If you are browsing a site via HTTPS, nothing between your browser and the web server can alter any HTTP-level aspect of the the request or response, including whether compression is enabled, without you having immediate and clear knowledge of that fact (check the site's certificate in your browser address bar and see if it's legit).

Justice
Ok, I changed the logs on my Apache server to log Accept-Encoding headers. And what shows up in the logs is "-" for that field. So somewhere between my router and the server (any server, not just mine) the Accept-Encoding header is being stripped. Now I'm really confused!
Daniel Jacobs
If your Apache server is responsible for SSL and has a certificate, if you try this with SSL, you will be able to see whether or not there is a "Man in the Middle" changing the request on the fly. With SSL, your browser can detect and warn you about any "Man in the Middle" fiddling with the request.
Justice
So if it's being generated by my browser, it's not being changed on my network, it's not being changed mid-stream, and it's not being seen on any remote server, where could the Accept-Encoding header be going?
Daniel Jacobs
Odd.... What about e.g. using Firefox with Firebug (Net panel) and browsing to any other site over SSL, such as `https://twitter.com/`? What does the response's `Encoding:` header say?
Justice
Accept-Encoding gzip,deflate was indeed in Firebug's results for https://twitter.com. But Firebug is just showing the headers I'm sending, not necessarily what the remote site receives, right? Because if I go to whatismyip.org/http_compression, for example, it tells me I am not requesting compression. Somewhere the Accept-Encoding header is disappearing still.
Daniel Jacobs
Firebug will show both the headers the browser sends to the server as well as the headers received by the browser from the server. If the server compresses the response body, then it must also add a header `Encoding: gzip`.
Justice
Right. And the response headers do not have Encoding: gzip. That's what I'm saying :-) I'm sending the Accept-Encoding header from each of the browsers on my network. None of the servers are receiving that header if I use http, but they are if i use https.
Daniel Jacobs
Nice. The implication is that you have a Man in the Middle modifying your HTTP requests in-transit and stripping out the `Accept-Encoding` header. The question now is to narrow down who that Man in the Middle is. I doubt it's the router doing that, especially if you checked with two different router models. Perhaps you can double-check with the ISP, or the ISP's upstream?
Justice
I'll need to try escalating it to get anywhere with the ISP - the first response I got was less than helpful :-) This is really strange. I appreciate you trying to help.
Daniel Jacobs
A: 

Check your antivirus software. It's probably intercepting your outbound traffic and modifying headers on the fly in order to get uncompressed content. Lazy programmers don't like to include decompression methods themselves, or deal with chunked encoding.

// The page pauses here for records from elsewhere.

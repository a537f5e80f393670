use super::node::NodeId;

slotmap::new_key_type! {
    /// Unique identifier for a face in a [`System`](super::System).
    pub struct FaceId;
}

/// Data associated with a face.
///
/// A face is a closed ring of shared nodes (the outer boundary) plus zero or
/// more hole faces. The ring is stored without a repeated closing node.
#[derive(Debug, Clone, Default)]
pub struct FaceData {
    /// Ordered boundary nodes.
    pub nodes: Vec<NodeId>,
    /// Faces designating holes of this face.
    pub holes: Vec<FaceId>,
    /// View tag the face was created under, if any.
    pub view: Option<String>,
}

impl FaceData {
    /// Creates a face from its boundary nodes.
    #[must_use]
    pub fn new(nodes: Vec<NodeId>, view: Option<&str>) -> Self {
        Self {
            nodes,
            holes: Vec::new(),
            view: view.map(str::to_owned),
        }
    }
}
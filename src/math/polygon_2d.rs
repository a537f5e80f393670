use super::intersect_2d::{on_segment, segments_intersect};
use super::kernel::{KernelKind, Orientation};
use super::Point2;

/// Location of a point relative to a closed ring.
#[derive(Debug, Clone, Copy, PartialEq, Eq)]
pub enum BoundedSide {
    Inside,
    OnBoundary,
    Outside,
}

/// Signed area of a planar ring, positive for counter-clockwise.
///
/// Coordinates are taken relative to the first vertex, which keeps the
/// products small for rings far from the origin.
#[must_use]
pub fn ring_signed_area(ring: &[Point2]) -> f64 {
    let n = ring.len();
    if n < 3 {
        return 0.0;
    }
    let o = ring[0];
    let mut sum = 0.0;
    for i in 1..n - 1 {
        sum += (ring[i] - o).perp(&(ring[i + 1] - o));
    }
    sum * 0.5
}

/// Orientation of a ring.
///
/// The sign of the area decides; a ring whose floating-point area is zero
/// falls back to the orientation at its lowest-leftmost vertex.
#[must_use]
pub fn ring_orientation(ring: &[Point2], kernel: KernelKind) -> Orientation {
    if ring.len() < 3 {
        return Orientation::Collinear;
    }
    let area = ring_signed_area(ring);
    if area > 0.0 {
        return Orientation::CounterClockwise;
    }
    if area < 0.0 {
        return Orientation::Clockwise;
    }
    let n = ring.len();
    let mut k = 0;
    for (i, p) in ring.iter().enumerate().skip(1) {
        let b = &ring[k];
        if p.y < b.y || (p.y == b.y && p.x < b.x) {
            k = i;
        }
    }
    kernel.orient2d(&ring[(k + n - 1) % n], &ring[k], &ring[(k + 1) % n])
}

/// Returns `true` if the ring is a simple polygon.
///
/// A simple ring has at least three vertices, non-adjacent edges that never
/// touch, and adjacent edges that share only their common vertex.
#[must_use]
pub fn is_simple(ring: &[Point2], kernel: KernelKind) -> bool {
    let n = ring.len();
    if n < 3 {
        return false;
    }
    for i in 0..n {
        let a0 = &ring[i];
        let a1 = &ring[(i + 1) % n];
        if a0 == a1 {
            return false;
        }
        for j in (i + 1)..n {
            let b0 = &ring[j];
            let b1 = &ring[(j + 1) % n];
            if j == i + 1 {
                // Edges i and j share a1 == b0.
                if on_segment(b1, a0, a1, kernel) || on_segment(a0, b0, b1, kernel) {
                    return false;
                }
            } else if i == 0 && j == n - 1 {
                // Closing edge shares a0 == b1.
                if on_segment(b0, a0, a1, kernel) || on_segment(a1, b0, b1, kernel) {
                    return false;
                }
            } else if segments_intersect(a0, a1, b0, b1, kernel) {
                return false;
            }
        }
    }
    true
}

/// Classifies `p` against a closed ring of either orientation (crossing test).
#[must_use]
pub fn bounded_side(ring: &[Point2], p: &Point2, kernel: KernelKind) -> BoundedSide {
    let n = ring.len();
    if n < 3 {
        return BoundedSide::Outside;
    }
    let mut inside = false;
    for i in 0..n {
        let a = &ring[i];
        let b = &ring[(i + 1) % n];
        if on_segment(p, a, b, kernel) {
            return BoundedSide::OnBoundary;
        }
        if (a.y > p.y) != (b.y > p.y) {
            let o = kernel.orient2d(a, b, p);
            let crosses_right = if b.y > a.y {
                o == Orientation::CounterClockwise
            } else {
                o == Orientation::Clockwise
            };
            if crosses_right {
                inside = !inside;
            }
        }
    }
    if inside {
        BoundedSide::Inside
    } else {
        BoundedSide::Outside
    }
}

/// Removes vertices collinear with their neighbours, spikes included.
#[must_use]
pub fn remove_collinear(mut ring: Vec<Point2>, kernel: KernelKind) -> Vec<Point2> {
    let mut i = 0;
    let mut stable = 0;
    while ring.len() >= 3 && stable < ring.len() {
        let n = ring.len();
        let idx = i % n;
        let prev = ring[(idx + n - 1) % n];
        let next = ring[(idx + 1) % n];
        if kernel.orient2d(&prev, &ring[idx], &next) == Orientation::Collinear {
            ring.remove(idx);
            stable = 0;
        } else {
            i = idx + 1;
            stable += 1;
        }
    }
    ring
}

#[cfg(test)]
mod tests {
    use super::*;
    use approx::assert_abs_diff_eq;

    fn p(x: f64, y: f64) -> Point2 {
        Point2::new(x, y)
    }

    fn square() -> Vec<Point2> {
        vec![p(0.0, 0.0), p(10.0, 0.0), p(10.0, 10.0), p(0.0, 10.0)]
    }

    #[test]
    fn ring_area_far_from_origin() {
        let ring: Vec<Point2> = square()
            .iter()
            .map(|q| p(q.x + 5.0e6, q.y + 3.0e6))
            .collect();
        assert_abs_diff_eq!(ring_signed_area(&ring), 100.0, epsilon = 1e-6);
    }

    #[test]
    fn orientation_of_square() {
        let mut ring = square();
        assert_eq!(ring_orientation(&ring, KernelKind::Exact), Orientation::CounterClockwise);
        ring.reverse();
        assert_eq!(ring_orientation(&ring, KernelKind::Exact), Orientation::Clockwise);
    }

    #[test]
    fn bowtie_is_not_simple() {
        let ring = vec![p(0.0, 0.0), p(10.0, 10.0), p(10.0, 0.0), p(0.0, 10.0)];
        assert!(!is_simple(&ring, KernelKind::Exact));
        assert!(is_simple(&square(), KernelKind::Exact));
    }

    #[test]
    fn collinear_triangle_is_not_simple() {
        let ring = vec![p(0.0, 0.0), p(1.0, 0.0), p(2.0, 0.0)];
        assert!(!is_simple(&ring, KernelKind::Exact));
    }

    #[test]
    fn ring_touching_itself_is_not_simple() {
        // Vertex (5, 0) touches the bottom edge from above.
        let ring = vec![
            p(0.0, 0.0),
            p(10.0, 0.0),
            p(10.0, 10.0),
            p(5.0, 0.0),
            p(0.0, 10.0),
        ];
        assert!(!is_simple(&ring, KernelKind::Exact));
    }

    #[test]
    fn collinear_vertices_are_removed() {
        let ring = remove_collinear(
            vec![p(0.0, 0.0), p(5.0, 0.0), p(10.0, 0.0), p(10.0, 10.0), p(0.0, 10.0)],
            KernelKind::Exact,
        );
        assert_eq!(ring.len(), 4);
        assert!(!ring.contains(&p(5.0, 0.0)));
    }

    #[test]
    fn spike_is_removed() {
        // (10, 5) -> (12, 5) -> (10, 5) runs out and back along one line.
        let ring = remove_collinear(
            vec![
                p(0.0, 0.0),
                p(10.0, 0.0),
                p(10.0, 5.0),
                p(12.0, 5.0),
                p(10.0, 5.0),
                p(10.0, 10.0),
                p(0.0, 10.0),
            ],
            KernelKind::Exact,
        );
        assert_eq!(ring.len(), 4);
    }

    #[test]
    fn bounded_side_classification() {
        let ring = square();
        let k = KernelKind::Exact;
        assert_eq!(bounded_side(&ring, &p(5.0, 5.0), k), BoundedSide::Inside);
        assert_eq!(bounded_side(&ring, &p(10.0, 5.0), k), BoundedSide::OnBoundary);
        assert_eq!(bounded_side(&ring, &p(0.0, 0.0), k), BoundedSide::OnBoundary);
        assert_eq!(bounded_side(&ring, &p(15.0, 5.0), k), BoundedSide::Outside);
        let rev: Vec<Point2> = ring.into_iter().rev().collect();
        assert_eq!(bounded_side(&rev, &p(1.0, 9.0), k), BoundedSide::Inside);
    }
}
use std::collections::HashMap;

use crate::math::intersect_2d::{segment_intersection, SegmentIntersection};
use crate::math::kernel::KernelKind;
use crate::math::Point2;

use super::Segment;

/// A piece of an input segment between two consecutive welded vertices.
#[derive(Debug, Clone, Copy, PartialEq, Eq)]
pub struct SplitEdge {
    pub from: usize,
    pub to: usize,
    /// Index of the input segment this piece came from.
    pub source: usize,
}

/// Input segments cut at every mutual intersection.
#[derive(Debug, Clone, Default)]
pub struct SplitSegments {
    pub vertices: Vec<Point2>,
    pub edges: Vec<SplitEdge>,
}

/// Splits `segments` at all pairwise intersections and overlaps.
///
/// Cut points closer than `weld_tolerance` share one vertex. Pieces keep the
/// direction of their input segment; zero-length pieces are dropped.
#[must_use]
pub fn split_segments(
    segments: &[Segment],
    kernel: KernelKind,
    weld_tolerance: f64,
) -> SplitSegments {
    let mut cuts: Vec<Vec<Point2>> = segments.iter().map(|s| vec![s.start, s.end]).collect();

    for i in 0..segments.len() {
        for j in (i + 1)..segments.len() {
            let (a, b) = (&segments[i], &segments[j]);
            match segment_intersection(&a.start, &a.end, &b.start, &b.end, kernel) {
                SegmentIntersection::None => {}
                SegmentIntersection::Point(p) => {
                    cuts[i].push(p);
                    cuts[j].push(p);
                }
                SegmentIntersection::Overlap(p, q) => {
                    cuts[i].extend([p, q]);
                    cuts[j].extend([p, q]);
                }
            }
        }
    }

    let mut welder = VertexWelder::new(weld_tolerance);
    let mut edges = Vec::new();

    for (source, (segment, mut points)) in segments.iter().zip(cuts).enumerate() {
        let dir = segment.end - segment.start;
        points.sort_by(|p, q| {
            (p - segment.start)
                .dot(&dir)
                .total_cmp(&(q - segment.start).dot(&dir))
        });

        let ids: Vec<usize> = points.iter().map(|p| welder.get_or_insert(*p)).collect();
        for pair in ids.windows(2) {
            if pair[0] != pair[1] {
                edges.push(SplitEdge {
                    from: pair[0],
                    to: pair[1],
                    source,
                });
            }
        }
    }

    // Welding can make a piece repeat its own vertex further along; drop
    // back-to-back duplicates from the same source.
    edges.dedup();

    SplitSegments {
        vertices: welder.into_points(),
        edges,
    }
}

/// Spatial hash-based vertex welder.
///
/// Groups points by grid cell and merges points that are within `tolerance`
/// of each other.
pub struct VertexWelder {
    tolerance: f64,
    points: Vec<Point2>,
    map: HashMap<(i64, i64), Vec<usize>>,
}

impl VertexWelder {
    #[must_use]
    pub fn new(tolerance: f64) -> Self {
        Self {
            tolerance: tolerance.max(f64::MIN_POSITIVE),
            points: Vec::new(),
            map: HashMap::new(),
        }
    }

    #[allow(clippy::cast_possible_truncation)]
    fn cell_key(&self, p: &Point2) -> (i64, i64) {
        let inv = 1.0 / self.tolerance;
        ((p.x * inv).floor() as i64, (p.y * inv).floor() as i64)
    }

    /// Returns the index of a welded vertex within tolerance of `point`,
    /// inserting a new vertex if none exists.
    pub fn get_or_insert(&mut self, point: Point2) -> usize {
        let key = self.cell_key(&point);

        // Search in neighboring cells (3x3) for a match
        for dx in -1..=1 {
            for dy in -1..=1 {
                let Some(bucket) = self.map.get(&(key.0 + dx, key.1 + dy)) else {
                    continue;
                };
                for &idx in bucket {
                    if (self.points[idx] - point).norm() <= self.tolerance {
                        return idx;
                    }
                }
            }
        }

        let idx = self.points.len();
        self.points.push(point);
        self.map.entry(key).or_default().push(idx);
        idx
    }

    /// Consumes the welder, returning the welded vertices.
    #[must_use]
    pub fn into_points(self) -> Vec<Point2> {
        self.points
    }
}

Norton Internet Security will overwrite accept encoding with this line:

---------------: ----- -------

McAfee overwrites with this:

X-McProxyFilter: *****

something I haven't identified yet overwrites with this:

Accept-Xncoding: gzip, deflate

You are probably in the same boat. I read Zone Alarm wipes out the encoding header entirely (which means recalculating the size of the packet, but why should they care how much load they introduce on your system?). If you're running Zone Alarm, turn off the 'internet privacy option' or whatever it is, and try again.

Everytime I've seen this problem, it has been the result of shitty antivirus. Completely disabling someone's ability to receive compressed content without letting them know is dirty.

JayTee
A: 

I had the Accept-Xncoding issue and determined it was CA Internet Security Suite causing the issue. Disabling wan't enought, you had to uninstall and then clear IE Cache.